Dataset excerpts =

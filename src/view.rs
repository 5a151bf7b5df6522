//! Retained view state derived from the store: the list display order and
//! the map marker layer. Both are keyed by workout id and never
//! authoritative - the store is.

use crate::store::WorkoutStore;
use crate::workout::{Coords, Workout, WorkoutId, WorkoutKind};

/// Display ordering of the list rows, newest first by default. Sorting
/// replaces the ordering without touching the store, so it survives only as
/// long as the session and later-created rows still go to the front.
#[derive(Debug, Default, Clone, PartialEq)]
pub struct WorkoutList {
    order: Vec<WorkoutId>,
}

impl WorkoutList {
    /// Rebuild from the store, newest first.
    pub fn rebuild(&mut self, store: &WorkoutStore) {
        self.order = store.all().iter().rev().map(|w| w.id).collect();
    }

    /// A new row goes to the front, directly under the form.
    pub fn on_create(&mut self, id: WorkoutId) {
        self.order.insert(0, id);
    }

    pub fn on_delete(&mut self, id: WorkoutId) {
        self.order.retain(|&other| other != id);
    }

    pub fn clear(&mut self) {
        self.order.clear();
    }

    /// Replace the ordering with a requested one (display-only sort).
    pub fn set_order(&mut self, ids: Vec<WorkoutId>) {
        self.order = ids;
    }

    pub fn ids(&self) -> &[WorkoutId] {
        &self.order
    }
}

/// One map marker per workout.
#[derive(Debug, Clone, PartialEq)]
pub struct Marker {
    pub id: WorkoutId,
    pub coords: Coords,
    pub kind: WorkoutKind,
    pub label: String,
    pub open: bool,
}

impl Marker {
    fn from_workout(workout: &Workout) -> Self {
        Self {
            id: workout.id,
            coords: workout.coords,
            kind: workout.kind(),
            label: workout.popup_label(),
            open: true,
        }
    }
}

/// Markers currently on the map. Empty until the map is ready; populated in
/// one pass from the restored store at that point. Popups stay open until
/// their marker goes away.
#[derive(Debug, Default, Clone, PartialEq)]
pub struct MarkerLayer {
    markers: Vec<Marker>,
}

impl MarkerLayer {
    /// Materialize every stored workout as a marker with an open popup.
    pub fn rebuild(&mut self, store: &WorkoutStore) {
        self.markers = store.all().iter().map(Marker::from_workout).collect();
    }

    /// Add a marker for a freshly created workout and open its popup.
    pub fn add(&mut self, workout: &Workout) {
        if self.markers.iter().any(|m| m.id == workout.id) {
            self.refresh(workout);
            return;
        }
        self.markers.push(Marker::from_workout(workout));
    }

    /// Update the existing marker in place after an edit and re-open its
    /// popup. Unknown ids are ignored.
    pub fn refresh(&mut self, workout: &Workout) {
        if let Some(marker) = self.markers.iter_mut().find(|m| m.id == workout.id) {
            marker.kind = workout.kind();
            marker.label = workout.popup_label();
            marker.open = true;
        }
    }

    pub fn remove(&mut self, id: WorkoutId) {
        self.markers.retain(|m| m.id != id);
    }

    pub fn clear(&mut self) {
        self.markers.clear();
    }

    pub fn markers(&self) -> &[Marker] {
        &self.markers
    }
}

TASK TO CARRY OUT = Could each line above be retyped exactly?

ANSWER FOR THE TASK =
filename src/view.rs
repository 5a151bf7b5df6522
//! Retained view state derived from the store: the list display order and
//! the map marker layer. Both are keyed by workout id and never
//! authoritative - the store is.

use crate::store::WorkoutStore;
use crate::workout::{Coords, Workout, WorkoutId, WorkoutKind};

/// Display ordering of the list rows, newest first by default. Sorting
/// replaces the ordering without touching the store, so it survives only as
/// long as the session and later-created rows still go to the front.
#[derive(Debug, Default, Clone, PartialEq)]
pub struct WorkoutList {
    order: Vec<WorkoutId>,
}

impl WorkoutList {
    /// Rebuild from the store, newest first.
    pub fn rebuild(&mut self, store: &WorkoutStore) {
        self.order = store.all().iter().rev().map(|w| w.id).collect();
    }

    /// A new row goes to the front, directly under the form.
    pub fn on_create(&mut self, id: WorkoutId) {
        self.order.insert(0, id);
    }

    pub fn on_delete(&mut self, id: WorkoutId) {
        self.order.retain(|&other| other != id);
    }

    pub fn clear(&mut self) {
        self.order.clear();
    }

    /// Replace the ordering with a requested one (display-only sort).
    pub fn set_order(&mut self, ids: Vec<WorkoutId>) {
        self.order = ids;
    }

    pub fn ids(&self) -> &[WorkoutId] {
        &self.order
    }
}

/// One map marker per workout.
#[derive(Debug, Clone, PartialEq)]
pub struct Marker {
    pub id: WorkoutId,
    pub coords: Coords,
    pub kind: WorkoutKind,
    pub label: String,
    pub open: bool,
}

impl Marker {
    fn from_workout(workout: &Workout) -> Self {
        Self {
            id: workout.id,
            coords: workout.coords,
            kind: workout.kind(),
            label: workout.popup_label(),
            open: true,
        }
    }
}

/// Markers currently on the map. Empty until the map is ready; populated in
/// one pass from the restored store at that point. Popups stay open until
/// their marker goes away.
#[derive(Debug, Default, Clone, PartialEq)]
pub struct MarkerLayer {
    markers: Vec<Marker>,
}

impl MarkerLayer {
    /// Materialize every stored workout as a marker with an open popup.
    pub fn rebuild(&mut self, store: &WorkoutStore) {
        self.markers = store.all().iter().map(Marker::from_workout).collect();
    }

    /// Add a marker for a freshly created workout and open its popup.
    pub fn add(&mut self, workout: &Workout) {
        if self.markers.iter().any(|m| m.id == workout.id) {
            self.refresh(workout);
            return;
        }
        self.markers.push(Marker::from_workout(workout));
    }

    /// Update the existing marker in place after an edit and re-open its
    /// popup. Unknown ids are ignored.
    pub fn refresh(&mut self, workout: &Workout) {
        if let Some(marker) = self.markers.iter_mut().find(|m| m.id == workout.id) {
            marker.kind = workout.kind();
            marker.label = workout.popup_label();
            marker.open = true;
        }
    }

    pub fn remove(&mut self, id: WorkoutId) {
        self.markers.retain(|m| m.id != id);
    }

    pub fn clear(&mut self) {
        self.markers.clear();
    }

    pub fn markers(&self) -> &[Marker] {
        &self.markers
    }
}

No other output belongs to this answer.